Due to the increasing costs and time consuming for new drug discovery, a large number of
pharmaceutical firms have chosen to modify the existing drug molecules for repositioning candidates
with new or improved properties, especially those with severe adverse effects, thereby accelerating the
drug discovery process. Such strategy has witnessed its success with several examples reported. As the
first identified histone lysine specific demethylase, lysine specific demethylase 1 (LSD1) is classified as a member of
monoamine oxidase (MAO) superfamily, and specifically removes mono- and dimethylated histone 3 lysine 4 (H3K4)
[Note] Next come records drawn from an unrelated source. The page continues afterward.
const NO_AUTH_REQUIRED: u8 = 0x00;
const GSSAPI: u8 = 0x01;
const USERNAME_PASSWORD: u8 = 0x02;

const IANA_ASSIGNED_LOWER: u8 = 0x03;
const IANA_ASSIGNED_UPPER: u8 = 0x7F;

const PRIVATE_METHOD_LOWER: u8 = 0x80;
const PRIVATE_METHOD_UPPER: u8 = 0xFE;

const NO_ACCEPTABLE_METHODS: u8 = 0xFF;

/// Authentication method a client offers in its greeting.
///
/// The engine does not negotiate: whatever is offered, it answers with
/// [`AuthMethod::NoAuthRequired`]. The offered list is kept so hosts can
/// inspect or log it.
#[derive(Debug, PartialEq, Eq, Clone, Copy)]
pub enum AuthMethod {
    NoAuthRequired,
    Gssapi,
    UsernamePassword,
    IanaAssigned(u8),
    PrivateMethods(u8),
    NoAcceptableMethods,
}

impl AuthMethod {
    pub fn from_u8(value: u8) -> Self {
        match value {
            NO_AUTH_REQUIRED => AuthMethod::NoAuthRequired,
            GSSAPI => AuthMethod::Gssapi,
            USERNAME_PASSWORD => AuthMethod::UsernamePassword,
            IANA_ASSIGNED_LOWER..=IANA_ASSIGNED_UPPER => AuthMethod::IanaAssigned(value),
            PRIVATE_METHOD_LOWER..=PRIVATE_METHOD_UPPER => AuthMethod::PrivateMethods(value),
            NO_ACCEPTABLE_METHODS => AuthMethod::NoAcceptableMethods,
        }
    }

    pub fn to_u8(self) -> u8 {
        match self {
            AuthMethod::NoAuthRequired => NO_AUTH_REQUIRED,
            AuthMethod::Gssapi => GSSAPI,
            AuthMethod::UsernamePassword => USERNAME_PASSWORD,
            AuthMethod::IanaAssigned(value) => value,
            AuthMethod::PrivateMethods(value) => value,
            AuthMethod::NoAcceptableMethods => NO_ACCEPTABLE_METHODS,
        }
    }
}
and H3 lysine 9 (H3K9). It has been reported that LSD1 and its downstream targets are involved in cancer cell growth and
metastasis. Meanwhile, it is overexpressed in a variety of tumor cells. Inactivating LSD1 specifically inhibits tumor progression
and metastasis. Hence, LSD1 inhibition may represent a new and promising direction in anti-cancer drug discovery.
Based on the structure and cofactor of LSD1, some clinical applied MAO inhibitors have been identified as LSD1 inactivators.
Among them, tranylcypromine presented the most potency against LSD1 and its derivatives were further developed
by medicinal chemists in order to develop potent and selective LSD1 inhibitors. Currently, a number of tranylcypromine
based LSD1 inhibitors have been developed and two of them, ORY-1001 and GSK2879552, are in clinical trials
for cancer treatment. This review highlights recent advances in the repurposing of tranylcypromine and its derivatives
as irreversible LSD1 inhibitors for cancer treatment, which are conventionally used for the treatment of depression.